ABSTRACT

This chapter addresses the obstacles to a relational reinvention of human rights within the terms of the liberal project. It gives a succinct genealogy of human rights philosophy since the Middle Ages, revealing how these rights have been ‘de-relationised’ and ‘individualised’. It then turns to existing criticisms of liberal rights theory. First, the communitarian critique of rights is elucidated. By emphasising variants of a ‘right’ or ‘obligation to belong’ to a political community, the communitarian tradition necessitates the granting of superior rights to the community itself in order to uphold individual human rights.
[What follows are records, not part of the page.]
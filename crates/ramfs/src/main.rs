use {
    async_trait::async_trait,
    clap::Parser,
    log::warn,
    p9srv::{
        srv::{Fid, Filesystem, Req, Srv, SrvConfig, srv_async},
        users::User,
        *,
    },
    std::sync::{
        Arc,
        atomic::{AtomicBool, Ordering},
    },
    tokio::sync::RwLock,
};

mod tree;
mod utils;
use crate::{
    tree::{ROOT, Tree},
    utils::*,
};

#[derive(Default)]
struct RamfsFId {
    node: RwLock<u64>,
    /// Remove the file when the fid is clunked.
    rclose: AtomicBool,
}

struct Ramfs {
    tree: RwLock<Tree>,
}

impl Ramfs {
    fn new(owner: &dyn User, gid: &str, n_gid: u32) -> Ramfs {
        Ramfs {
            tree: RwLock::new(Tree::new(owner, gid, n_gid)),
        }
    }
}

async fn node(fid: &Fid<RamfsFId>) -> u64 {
    *fid.aux.node.read().await
}

fn user(fid: &Fid<RamfsFId>) -> Option<&dyn User> {
    fid.user().map(|u| u.as_ref())
}

/// Permission bits an open mode needs.
fn access(mode: u8) -> u32 {
    let rw = match mode & 3 {
        om::READ => dm::READ,
        om::WRITE => dm::WRITE,
        om::RDWR => dm::READ | dm::WRITE,
        _ => dm::EXEC,
    };
    if mode & om::TRUNC != 0 { rw | dm::WRITE } else { rw }
}

#[async_trait]
impl Filesystem for Ramfs {
    type FId = RamfsFId;

    async fn rattach(&self, req: &Req<Self::FId>) -> Result<FCall> {
        let fid = req.fid().ok_or(Error::UnknownFid)?;
        *fid.aux.node.write().await = ROOT;

        let tree = self.tree.read().await;
        Ok(FCall::RAttach {
            qid: tree.get(ROOT)?.qid,
        })
    }

    async fn rwalk(&self, req: &Req<Self::FId>) -> Result<FCall> {
        let FCall::TWalk { ref wnames, .. } = *req.tc() else {
            return Err(Error::No(errno::EINVAL));
        };
        let fid = req.fid().ok_or(Error::UnknownFid)?;
        let newfid = req.newfid().ok_or(Error::UnknownFid)?;

        let tree = self.tree.read().await;
        let mut path = node(fid).await;
        let mut wqids = Vec::new();

        for (i, name) in wnames.iter().enumerate() {
            match tree.lookup(path, name) {
                Ok(next) => {
                    path = next;
                    wqids.push(tree.get(path)?.qid);
                }
                Err(e) if i == 0 => return Err(e),
                Err(_) => break,
            }
        }

        if wqids.len() == wnames.len() {
            *newfid.aux.node.write().await = path;
        }

        Ok(FCall::RWalk { wqids })
    }

    async fn ropen(&self, req: &Req<Self::FId>) -> Result<FCall> {
        let FCall::TOpen { mode, .. } = *req.tc() else {
            return Err(Error::No(errno::EINVAL));
        };
        let fid = req.fid().ok_or(Error::UnknownFid)?;

        let mut tree = self.tree.write().await;
        let path = node(fid).await;
        let node = tree.get_mut(path)?;
        if !node.permits(user(fid), access(mode)) {
            return Err(Error::No(errno::EACCES));
        }

        if mode & om::TRUNC != 0 && !node.is_dir() {
            node.data.clear();
            node.touch(user(fid));
        }
        if mode & om::RCLOSE != 0 {
            fid.aux.rclose.store(true, Ordering::SeqCst);
        }

        Ok(FCall::ROpen {
            qid: node.qid,
            iounit: 0,
        })
    }

    async fn rcreate(&self, req: &Req<Self::FId>) -> Result<FCall> {
        let FCall::TCreate {
            ref name,
            perm,
            mode,
            ref extension,
            ..
        } = *req.tc()
        else {
            return Err(Error::No(errno::EINVAL));
        };
        let fid = req.fid().ok_or(Error::UnknownFid)?;
        let owner = user(fid).ok_or(Error::NoSuchUser)?;

        let mut tree = self.tree.write().await;
        let dir = node(fid).await;
        if !tree.get(dir)?.permits(Some(owner), dm::WRITE) {
            return Err(Error::No(errno::EACCES));
        }

        let path = tree.create(dir, name, perm, extension, owner)?;
        *fid.aux.node.write().await = path;
        if mode & om::RCLOSE != 0 {
            fid.aux.rclose.store(true, Ordering::SeqCst);
        }

        Ok(FCall::RCreate {
            qid: tree.get(path)?.qid,
            iounit: 0,
        })
    }

    async fn rread(&self, req: &Req<Self::FId>) -> Result<FCall> {
        let FCall::TRead { offset, count, .. } = *req.tc() else {
            return Err(Error::No(errno::EINVAL));
        };
        let fid = req.fid().ok_or(Error::UnknownFid)?;

        let tree = self.tree.read().await;
        let path = node(fid).await;
        let data = if tree.get(path)?.is_dir() {
            tree.read_dir(path, offset, count, req.conn().dotu())?
        } else {
            tree.read(path, offset, count)?
        };

        Ok(FCall::RRead { data })
    }

    async fn rwrite(&self, req: &Req<Self::FId>) -> Result<FCall> {
        let FCall::TWrite {
            offset, ref data, ..
        } = *req.tc()
        else {
            return Err(Error::No(errno::EINVAL));
        };
        let fid = req.fid().ok_or(Error::UnknownFid)?;

        let mut tree = self.tree.write().await;
        let path = node(fid).await;
        let count = tree.write(path, offset, &data.0, user(fid))?;

        Ok(FCall::RWrite { count })
    }

    async fn rclunk(&self, req: &Req<Self::FId>) -> Result<FCall> {
        let fid = req.fid().ok_or(Error::UnknownFid)?;

        if fid.aux.rclose.load(Ordering::SeqCst) {
            let mut tree = self.tree.write().await;
            let path = node(fid).await;
            if let Err(e) = tree.remove(path) {
                warn!("remove on close of fid {}: {}", fid.fid(), e);
            }
        }

        Ok(FCall::RClunk)
    }

    async fn rremove(&self, req: &Req<Self::FId>) -> Result<FCall> {
        let fid = req.fid().ok_or(Error::UnknownFid)?;

        let mut tree = self.tree.write().await;
        let path = node(fid).await;
        let parent = tree.get(path)?.parent;
        if !tree.get(parent)?.permits(user(fid), dm::WRITE) {
            return Err(Error::No(errno::EACCES));
        }
        tree.remove(path)?;

        Ok(FCall::RRemove)
    }

    async fn rstat(&self, req: &Req<Self::FId>) -> Result<FCall> {
        let fid = req.fid().ok_or(Error::UnknownFid)?;

        let tree = self.tree.read().await;
        let path = node(fid).await;
        Ok(FCall::RStat {
            stat: tree.get(path)?.stat(),
        })
    }

    async fn rwstat(&self, req: &Req<Self::FId>) -> Result<FCall> {
        let FCall::TWStat { ref stat, .. } = *req.tc() else {
            return Err(Error::No(errno::EINVAL));
        };
        let fid = req.fid().ok_or(Error::UnknownFid)?;

        let mut tree = self.tree.write().await;
        let path = node(fid).await;
        {
            let node = tree.get(path)?;
            if stat.mode != !0 && node.is_dir() != (stat.mode & dm::DIR != 0) {
                return Err(Error::DirChange);
            }
            if !stat.uid.is_empty() && stat.uid != node.uid {
                return Err(Error::No(errno::EPERM));
            }
        }

        if stat.length != !0 {
            tree.truncate(path, stat.length)?;
        }
        if !stat.name.is_empty() {
            tree.rename(path, &stat.name)?;
        }

        let node = tree.get_mut(path)?;
        if stat.mode != !0 {
            node.mode = stat.mode;
            node.qid.typ = QidType::from_mode(stat.mode);
        }
        if stat.atime != !0 {
            node.atime = stat.atime;
        }
        if stat.mtime != !0 {
            node.mtime = stat.mtime;
        }
        if !stat.gid.is_empty() {
            node.gid = stat.gid.clone();
            if stat.n_gid != !0 {
                node.n_gid = stat.n_gid;
            }
        }
        node.qid.version = node.qid.version.wrapping_add(1);

        Ok(FCall::RWStat)
    }
}

#[derive(Debug, clap::Parser)]
struct Cli {
    /// proto!address!port
    /// where: proto = tcp | unix
    #[arg(default_value = "tcp!0.0.0.0!564")]
    address: String,

    /// Largest message size offered to clients
    #[arg(long, default_value_t = 8192 + IOHDRSZ)]
    msize: u32,

    /// Only speak 9P2000, even to clients asking for 9P2000.u
    #[arg(long)]
    no_dotu: bool,

    /// Refuse wstat of type, dev, qid version and path, and of the directory bit
    #[arg(long)]
    strict_wstat: bool,
}

async fn ramfs_main(
    Cli {
        address,
        msize,
        no_dotu,
        strict_wstat,
    }: Cli,
) -> p9srv::Result<i32> {
    if msize < IOHDRSZ {
        return res!(io_err!(InvalidInput, "msize too small"));
    }

    let (owner, group, gid) = process_owner();
    let config = SrvConfig {
        msize,
        dotu: !no_dotu,
        strict_wstat,
    };
    let srv = Srv::new(Ramfs::new(owner.as_ref(), &group, gid), Arc::new(UnixUsers), config);

    println!("[*] Root owned by {}:{}", owner.name(), group);
    println!("[*] Ready to accept clients: {}", address);
    srv_async(Arc::new(srv), &address).await.and(Ok(0))
}

#[tokio::main]
async fn main() {
    env_logger::init();

    let exit_code = ramfs_main(Cli::parse()).await.unwrap_or_else(|e| {
        eprintln!("Error: {:?}", e);
        -1
    });

    std::process::exit(exit_code);
}
use {
    super::{Fid, Req},
    crate::{
        error::{self, errno::*},
        fcall::*,
        Result,
    },
    async_trait::async_trait,
};

/// The backend's request operations.
///
/// Each method receives a request that already passed validation and resolves
/// to exactly one response: the matching R-message, or an `Err` which is sent
/// to the client unchanged as `RError`. Requested arguments are in
/// [`Req::tc`]; the fids involved are [`Req::fid`], [`Req::newfid`] and
/// [`Req::afid`].
///
/// A request may be flushed by the client while the backend works on it. The
/// backend is then told through [`FlushOp`] (if provided) and through
/// [`Req::cancelled`]; honouring either is optional.
///
/// # Example
/// ```no_run
/// use p9srv::{srv::{Filesystem, Req}, FCall, Qid, QidType, Result};
/// use async_trait::async_trait;
///
/// struct MyFs;
///
/// #[async_trait]
/// impl Filesystem for MyFs {
///     type FId = ();
///
///     async fn rattach(&self, _req: &Req<Self::FId>) -> Result<FCall> {
///         Ok(FCall::RAttach {
///             qid: Qid { typ: QidType::DIR, version: 0, path: 0 },
///         })
///     }
/// }
/// ```
#[async_trait]
pub trait Filesystem: Send + Sync + 'static {
    /// User defined fid type to be associated with a client's fid.
    type FId: Send + Sync + Default + 'static;

    /// Attach `req.fid()` to the root of the tree named by `aname`.
    async fn rattach(&self, _req: &Req<Self::FId>) -> Result<FCall> {
        Err(error::Error::No(EOPNOTSUPP))
    }

    /// Walk from `req.fid()` to `req.newfid()`.
    ///
    /// Return `RWalk` with one qid per element walked. Stopping early after the
    /// first element is a partial walk and leaves the new fid uncommitted.
    async fn rwalk(&self, _req: &Req<Self::FId>) -> Result<FCall> {
        Err(error::Error::No(EOPNOTSUPP))
    }

    async fn ropen(&self, _req: &Req<Self::FId>) -> Result<FCall> {
        Err(error::Error::No(EOPNOTSUPP))
    }

    /// Create a file in the directory `req.fid()`, which then refers to it.
    async fn rcreate(&self, _req: &Req<Self::FId>) -> Result<FCall> {
        Err(error::Error::No(EOPNOTSUPP))
    }

    async fn rread(&self, _req: &Req<Self::FId>) -> Result<FCall> {
        Err(error::Error::No(EOPNOTSUPP))
    }

    async fn rwrite(&self, _req: &Req<Self::FId>) -> Result<FCall> {
        Err(error::Error::No(EOPNOTSUPP))
    }

    async fn rclunk(&self, _req: &Req<Self::FId>) -> Result<FCall> {
        Ok(FCall::RClunk)
    }

    async fn rremove(&self, _req: &Req<Self::FId>) -> Result<FCall> {
        Err(error::Error::No(EOPNOTSUPP))
    }

    async fn rstat(&self, _req: &Req<Self::FId>) -> Result<FCall> {
        Err(error::Error::No(EOPNOTSUPP))
    }

    async fn rwstat(&self, _req: &Req<Self::FId>) -> Result<FCall> {
        Err(error::Error::No(EOPNOTSUPP))
    }

    /// Authentication support, if the backend has any.
    fn auth(&self) -> Option<&dyn AuthOps<Self::FId>> {
        None
    }

    /// Flush notification support, if the backend has any.
    fn flusher(&self) -> Option<&dyn FlushOp<Self::FId>> {
        None
    }

    /// Called once when the last reference to a fid is dropped.
    fn fid_destroy(&self, _fid: &Fid<Self::FId>) {}
}

/// Authentication capability.
#[async_trait]
pub trait AuthOps<T: Send + Sync + 'static>: Send + Sync {
    /// Start an authentication exchange on `afid`. The returned qid gets the
    /// auth type bit whatever the backend sets.
    async fn auth_init(&self, afid: &Fid<T>, aname: &str) -> Result<Qid>;

    /// Decide whether `fid` may attach to `aname`, given the auth fid the
    /// client presented, if any.
    async fn auth_check(&self, fid: &Fid<T>, afid: Option<&Fid<T>>, aname: &str) -> Result<()>;

    /// Read from the exchange into `buf`, returning the number of bytes filled.
    async fn auth_read(&self, afid: &Fid<T>, offset: u64, buf: &mut [u8]) -> Result<usize>;

    /// Write to the exchange, returning the number of bytes accepted.
    async fn auth_write(&self, afid: &Fid<T>, offset: u64, data: &[u8]) -> Result<usize>;

    /// The auth fid was clunked.
    async fn auth_destroy(&self, afid: &Fid<T>);
}

/// Flush capability: a best-effort request to abandon `req`.
pub trait FlushOp<T>: Send + Sync {
    fn flush(&self, req: &Req<T>);
}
But the constitution of this rights-giving community remains underspecified. Secondly, feminist relational theorists also find problems in the atomistic subject of liberal rights, finding that it struggles to delimit the choices actually available to individuals. They argue for greater attention to relations of vulnerability, care and dependence in the conception of rights. But like liberal rights, relational theory’s rights also depend on certain rights ‘trumping’ others, albeit in a far more nuanced manner, without explaining who can exercise such ‘trump’ rights. In fact, a relational approach must find a way of synthesising liberal and communitarian starting points by thinking about selfhood and community, relationally-constituted personhood and the ends (telos) of rights. It is here that Ricoeur’s thought, specifically his hermeneutics of suspicion, can make a contribution. [PH]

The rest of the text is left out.